Returning to Dublin, Stack joined the city’s sole dental college, the Metropolitan Dental Hospital in Beresford Place.  After a time, dissatisfactions with the Metropolitan led Stack and others to found the Dental Hospital of Ireland in 1879, first located at 29 York Street, later moving to Lincoln Place.

 The bad old, unregulated days – "Fellow feeling" (1810) courtesy of the Wellcome Collection.

Until this era, dentistry in Ireland was entirely unregulated.  Some surgeons and apothecaries engaged in dental care, but many patients simply brought their toothaches to their local barber or wigmaker or even blacksmith, who did their best (or worst) with the tools of their trade.  A similar situation obtained in Britain, where would-be reformers had unfortunately split into rival factions.  Ultimately, this led to parliamentary regulation; the Dental Practitioners’ Act (1878).  Anyone in already in practice before 22 July that year was allowed to carry on as before, but prospective newcomers would have to earn a specific qualification – which is why RCSI to launched its Licence in Dental Surgery, this country’s first ever dental qualification.  Stack’s subsequent professorship underlined the profession’s raised status, the BMJ later noting that his ‘tireless energy and enthusiasm commanded the generous support of his medical and surgical brethren and enabled him to transform the position of the art’.

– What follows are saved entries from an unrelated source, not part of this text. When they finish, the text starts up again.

//! In-memory provider implementations for development and testing
//!
//! Production deployments supply database-backed providers from outside the
//! crate; these keep everything in process memory and seed a few valid ID
//! tags the way a fresh development install expects.

use std::sync::atomic::{AtomicUsize, Ordering};
use std::sync::Mutex;

use async_trait::async_trait;
use chrono::{DateTime, Utc};
use dashmap::DashMap;

use crate::application::ports::{
    AuthProvider, ConnectionEvent, PersistenceError, PersistenceProvider,
};
use crate::domain::{AuthorizationStatus, ChargePointInfo, Connector, MeterSample, Transaction};

// ── Auth ───────────────────────────────────────────────────────

/// In-memory authorization: a table of idTags and a set of accepted
/// management command tokens.
pub struct MemoryAuthProvider {
    id_tags: DashMap<String, AuthorizationStatus>,
    command_tokens: DashMap<String, ()>,
}

impl MemoryAuthProvider {
    /// Seeds the default development tags.
    pub fn new() -> Self {
        Self::with_tags(&["TEST001", "TEST002", "ADMIN"])
    }

    /// Provider accepting exactly the given tags.
    pub fn with_tags(tags: &[&str]) -> Self {
        let provider = Self {
            id_tags: DashMap::new(),
            command_tokens: DashMap::new(),
        };
        for tag in tags {
            provider
                .id_tags
                .insert(tag.to_string(), AuthorizationStatus::Accepted);
        }
        provider
    }

    /// Register a tag with a non-Accepted status (blocked card, expired
    /// subscription).
    pub fn with_tag_status(self, tag: &str, status: AuthorizationStatus) -> Self {
        self.id_tags.insert(tag.to_string(), status);
        self
    }

    /// Accept `token` for management commands against any charge point.
    pub fn with_command_token(self, token: &str) -> Self {
        self.command_tokens.insert(token.to_string(), ());
        self
    }
}

impl Default for MemoryAuthProvider {
    fn default() -> Self {
        Self::new()
    }
}

#[async_trait]
impl AuthProvider for MemoryAuthProvider {
    async fn authorize(&self, id_tag: &str) -> AuthorizationStatus {
        self.id_tags
            .get(id_tag)
            .map(|s| *s)
            .unwrap_or(AuthorizationStatus::Invalid)
    }

    async fn verify_command_token(&self, token: &str, _charge_point_id: &str) -> bool {
        self.command_tokens.contains_key(token)
    }
}

// ── Persistence ────────────────────────────────────────────────

/// In-memory persistence. Also counts writes so tests can assert
/// idempotence (no duplicate write on a repeated StopTransaction).
pub struct MemoryPersistence {
    boot_info: DashMap<String, ChargePointInfo>,
    connectors: DashMap<String, Vec<Connector>>,
    transactions: DashMap<i32, Transaction>,
    meter_samples: Mutex<Vec<MeterSample>>,
    connection_events: Mutex<Vec<(String, ConnectionEvent, DateTime<Utc>)>>,
    transaction_updates: AtomicUsize,
}

impl MemoryPersistence {
    pub fn new() -> Self {
        Self {
            boot_info: DashMap::new(),
            connectors: DashMap::new(),
            transactions: DashMap::new(),
            meter_samples: Mutex::new(Vec::new()),
            connection_events: Mutex::new(Vec::new()),
            transaction_updates: AtomicUsize::new(0),
        }
    }

    /// Pre-load connector state returned by `load_charge_point_state`.
    pub fn seed_connectors(&self, charge_point_id: &str, connectors: Vec<Connector>) {
        self.connectors
            .insert(charge_point_id.to_string(), connectors);
    }

    pub fn stored_transaction(&self, transaction_id: i32) -> Option<Transaction> {
        self.transactions.get(&transaction_id).map(|t| t.clone())
    }

    pub fn transaction_update_count(&self) -> usize {
        self.transaction_updates.load(Ordering::SeqCst)
    }

    pub fn meter_sample_count(&self) -> usize {
        self.meter_samples.lock().unwrap().len()
    }

    pub fn connection_event_count(&self) -> usize {
        self.connection_events.lock().unwrap().len()
    }
}

impl Default for MemoryPersistence {
    fn default() -> Self {
        Self::new()
    }
}

#[async_trait]
impl PersistenceProvider for MemoryPersistence {
    async fn load_charge_point_state(
        &self,
        charge_point_id: &str,
    ) -> Result<Vec<Connector>, PersistenceError> {
        Ok(self
            .connectors
            .get(charge_point_id)
            .map(|c| c.clone())
            .unwrap_or_default())
    }

    async fn record_boot_info(&self, info: ChargePointInfo) -> Result<(), PersistenceError> {
        self.boot_info.insert(info.charge_point_id.clone(), info);
        Ok(())
    }

    async fn create_transaction(&self, transaction: &Transaction) -> Result<(), PersistenceError> {
        self.transactions.insert(transaction.id, transaction.clone());
        Ok(())
    }

    async fn update_transaction(&self, transaction: &Transaction) -> Result<(), PersistenceError> {
        self.transaction_updates.fetch_add(1, Ordering::SeqCst);
        self.transactions.insert(transaction.id, transaction.clone());
        Ok(())
    }

    async fn append_meter_samples(
        &self,
        samples: &[MeterSample],
    ) -> Result<(), PersistenceError> {
        self.meter_samples
            .lock()
            .unwrap()
            .extend_from_slice(samples);
        Ok(())
    }

    async fn record_connection_event(
        &self,
        charge_point_id: &str,
        event: ConnectionEvent,
        timestamp: DateTime<Utc>,
    ) -> Result<(), PersistenceError> {
        self.connection_events
            .lock()
            .unwrap()
            .push((charge_point_id.to_string(), event, timestamp));
        Ok(())
    }
}

#[cfg(test)]
mod tests {
    use super::*;

    #[tokio::test]
    async fn unknown_tag_is_invalid() {
        let auth = MemoryAuthProvider::with_tags(&["GOOD"]);
        assert_eq!(auth.authorize("GOOD").await, AuthorizationStatus::Accepted);
        assert_eq!(auth.authorize("BAD").await, AuthorizationStatus::Invalid);
    }

    #[tokio::test]
    async fn tag_status_overrides() {
        let auth =
            MemoryAuthProvider::with_tags(&[]).with_tag_status("BLOCKED", AuthorizationStatus::Blocked);
        assert_eq!(auth.authorize("BLOCKED").await, AuthorizationStatus::Blocked);
    }

    #[tokio::test]
    async fn command_tokens_are_checked() {
        let auth = MemoryAuthProvider::with_tags(&[]).with_command_token("tok");
        assert!(auth.verify_command_token("tok", "CP-1").await);
        assert!(!auth.verify_command_token("nope", "CP-1").await);
    }

    #[tokio::test]
    async fn load_state_returns_seeded_connectors() {
        let persistence = MemoryPersistence::new();
        persistence.seed_connectors("CP-1", vec![Connector::new(1), Connector::new(2)]);

        let loaded = persistence.load_charge_point_state("CP-1").await.unwrap();
        assert_eq!(loaded.len(), 2);
        assert!(persistence
            .load_charge_point_state("CP-2")
            .await
            .unwrap()
            .is_empty());
    }
}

    Advance planning for the diploma – from the Annual Report of the Council (1874).


               

The front cover of the Roll of Dental Licentiates (1878 – 1977), and the declaration and the first signatories of the roll, stating: ‘I A.B. do hereby declare that I am twenty-one years of age, & that so long as I hold the Diploma in Dental Surgery of the Royal College of Surgeons in Ireland, I shall not attract business by advertising or any other unbecoming practice, and that I agree that such Diploma shall be cancelled on it being proven that I have done so.’ 

From Stack’s time onwards, RCSI educated some 1,600 dentists over the course of the next 99 years.  But in the 1977 the School was closed by forces beyond its control: the government of the day decided – in the teeth of RCSI opposition, it should be noted – that the future of Dublin dental education belonged to Trinity alone (this was part of a wider higher-education rationalisation strategy that allocated pharmacy to TCD and veterinary medicine to UCD).  But now, 48 years on, with the first intake of the new School, the story of Dentistry at RCSI is something to smile about once again.

The ‘old-school’ dental chair in the Entrance Hall, patiently awaiting the new School’s renaissance.

‘Obituary: Richard Theodore Stack M.D., F.R.C.S.I.’, British Medical Journal (Dec 1909), p. 1654.

R.A. Cohen. ‘A general history of dentistry from the 18th century, with special reference to Irish practitioners’, Irish Journal of Medical Science, vol. 27 (1952), pp. 128 – 35.

Stanley Gelbier, ‘125 years of developments in dentistry, 1880–2005 Part 2: Law and the dental profession’, British Dental Journal, vol. 199 (2005), pp. 470 – 73.

Gerard Kearns, ‘A strong tradition of dentistry’, Journal of the Irish Dental Association (December 2013/January 2014).

Ronan Kelly, Every Branch of the Healing Art: A History of the Royal College of Surgeons in Ireland (2023).

John B. Lee, The Evolution of a Profession and of its Dental School in Dublin (1992).